Document-Oriented Pruning of the Inverted Index in Information Retrieval Systems

Zheng, L; Cox, IJ; (2009) Document-Oriented Pruning of the Inverted Index in Information Retrieval Systems. In: 2009 INTERNATIONAL CONFERENCE ON ADVANCED INFORMATION NETWORKING AND APPLICATIONS WORKSHOPS: WAINA, VOLS 1 AND 2. (pp. 697 - 702). IEEE

Searching very large collections can be costly in both computation and storage. To reduce this cost, recent research has,focused on reducing the size (pruning) of the inverted index. The inverted index represents a table, the rows and columns of which are terms in the lexicon and documents in the collection, respectively A non-zero entry in the table, known as a posting, indicates that the corresponding document contains the term. Previous researches on static index pruning was either (i) posting-oriented, in which less important postings are removed from the table, or (ii) term-oriented, in which less important terms are removed from the table.
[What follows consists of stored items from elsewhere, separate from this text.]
use chrono::{DateTime, Utc};
use std::sync::Arc;
use std::time::Duration;
use tokio::time::interval;

use crate::core::error::{AppError, Result};
use crate::features::uploads::services::UploadSessionRegistry;

/// Outcome of one reaper sweep
#[derive(Debug, Clone, Copy, Default, PartialEq, Eq)]
pub struct ReapReport {
    /// Idle sessions moved to `expired`
    pub expired: usize,
    /// Terminal sessions whose record and scratch data were deleted
    pub purged: usize,
}

/// Background worker that expires abandoned uploads and purges terminal
/// sessions once their grace period has passed
pub struct SessionReaper {
    registry: Arc<UploadSessionRegistry>,
    session_ttl: chrono::Duration,
    cleanup_grace: chrono::Duration,
    sweep_interval: Duration,
}

fn to_chrono(duration: Duration) -> chrono::Duration {
    chrono::Duration::from_std(duration).unwrap_or_else(|_| chrono::Duration::days(36_500))
}

impl SessionReaper {
    pub fn new(registry: Arc<UploadSessionRegistry>) -> Self {
        let config = registry.config();
        Self {
            session_ttl: to_chrono(config.session_ttl),
            cleanup_grace: to_chrono(config.cleanup_grace),
            sweep_interval: config.reaper_interval,
            registry,
        }
    }

    /// Run the reaper in a background loop
    pub async fn run(&self) {
        tracing::info!(
            "Starting upload session reaper (interval {}s)",
            self.sweep_interval.as_secs()
        );

        let mut interval = interval(self.sweep_interval);

        loop {
            interval.tick().await;

            match self.reap(Utc::now()).await {
                Ok(report) if report != ReapReport::default() => {
                    tracing::info!(
                        expired = report.expired,
                        purged = report.purged,
                        "Upload reaper sweep finished"
                    );
                }
                Ok(_) => {}
                Err(e) => tracing::error!("Error sweeping upload sessions: {:?}", e),
            }
        }
    }

    /// Sweep every session once, treating `now` as the current time.
    ///
    /// Non-terminal sessions idle for longer than the TTL are expired.
    /// Terminal sessions finished longer than the grace period ago are
    /// deleted along with any residual scratch data.
    pub async fn reap(&self, now: DateTime<Utc>) -> Result<ReapReport> {
        let mut report = ReapReport::default();
        let idle_cutoff = now - self.session_ttl;
        let purge_cutoff = now - self.cleanup_grace;

        for session in self.registry.list_sessions().await? {
            let upload_id = session.upload_id;

            if !session.is_terminal() {
                if session.last_activity_at >= idle_cutoff {
                    continue;
                }
                match self.registry.expire_if_idle(upload_id, idle_cutoff).await {
                    Ok(Some(_)) => report.expired += 1,
                    Ok(None) | Err(AppError::NotFound(_)) => {}
                    Err(e) => {
                        tracing::error!("Failed to expire upload session {}: {:?}", upload_id, e)
                    }
                }
                continue;
            }

            let finished_at = session.finished_at.unwrap_or(session.last_activity_at);
            if finished_at >= purge_cutoff {
                continue;
            }
            match self.registry.purge_session(upload_id).await {
                Ok(true) => report.purged += 1,
                Ok(false) => {}
                Err(e) => tracing::error!("Failed to purge upload session {}: {:?}", upload_id, e),
            }
        }

        Ok(report)
    }
}
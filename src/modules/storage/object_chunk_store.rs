use async_trait::async_trait;
use bytes::Bytes;
use std::sync::Arc;
use tracing::debug;
use uuid::Uuid;

use super::chunk_store::ChunkStore;
use super::minio_client::MinIOClient;
use crate::core::error::{AppError, Result};

/// Chunk store backed by object storage: `<prefix>/<upload_id>/<index>`
///
/// Lets several server processes share scratch state for one upload.
pub struct MinIOChunkStore {
    client: Arc<MinIOClient>,
    prefix: String,
}

impl MinIOChunkStore {
    pub fn new(client: Arc<MinIOClient>, prefix: impl Into<String>) -> Self {
        Self {
            client,
            prefix: prefix.into(),
        }
    }

    fn session_prefix(&self, upload_id: Uuid) -> String {
        format!("{}/{}/", self.prefix, upload_id)
    }

    fn chunk_key(&self, upload_id: Uuid, index: u32) -> String {
        format!("{}{:06}", self.session_prefix(upload_id), index)
    }
}

#[async_trait]
impl ChunkStore for MinIOChunkStore {
    async fn allocate(&self, _upload_id: Uuid) -> Result<()> {
        // Object storage has no directories to create
        Ok(())
    }

    async fn write(&self, upload_id: Uuid, index: u32, payload: Bytes) -> Result<()> {
        let key = self.chunk_key(upload_id, index);
        self.client
            .upload(&key, &payload, "application/octet-stream")
            .await
    }

    async fn read(&self, upload_id: Uuid, index: u32) -> Result<Bytes> {
        let key = self.chunk_key(upload_id, index);
        match self.client.download(&key).await {
            Ok(data) => Ok(Bytes::from(data)),
            Err(AppError::NotFound(_)) => Err(AppError::NotFound(format!(
                "Chunk {} of upload {} is not stored",
                index, upload_id
            ))),
            Err(e) => Err(e),
        }
    }

    async fn purge(&self, upload_id: Uuid) -> Result<()> {
        let keys = self.client.list_keys(&self.session_prefix(upload_id)).await?;
        for key in &keys {
            self.client.delete(key).await?;
        }
        debug!("Purged {} chunk objects for upload {}", keys.len(), upload_id);
        Ok(())
    }
}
In this paper we investigate a new, document-oriented pruning strategy that removes entire columns of the table, i.e. removes less important documents from the collection. Three methods for estimating the importance of a document are proposed. Methods I and 2 are dependent on the score function of the retrieval system (e.g. Okapi BM25), while Method 3 is independent of the retrieval System. Experimental results compare the three proposed methods with Carmel et al.'s posting-oriented approach, using both the FT and LA Times collections and using both ordinary and difficult queries. Based on mean average precision and precision at 10, experimental results show that Method 3 generally performs best on the FT collection for pruned indexes down to 35% of the original size. However for more severe pruning, Carmel et al.'s algorithm is better For the LA Times collection, the performance of Method 3 and that of Carmel et al. are reversed. This variation in performance across collections has not been previously reported.

Type:Proceedings paper
Title:Document-Oriented Pruning of the Inverted Index in Information Retrieval Systems
Event:23rd International Conference on Advanced Information Networking and Applications Workshops
Location:Bradford, ENGLAND
Dates:2009-05-26 - 2009-05-29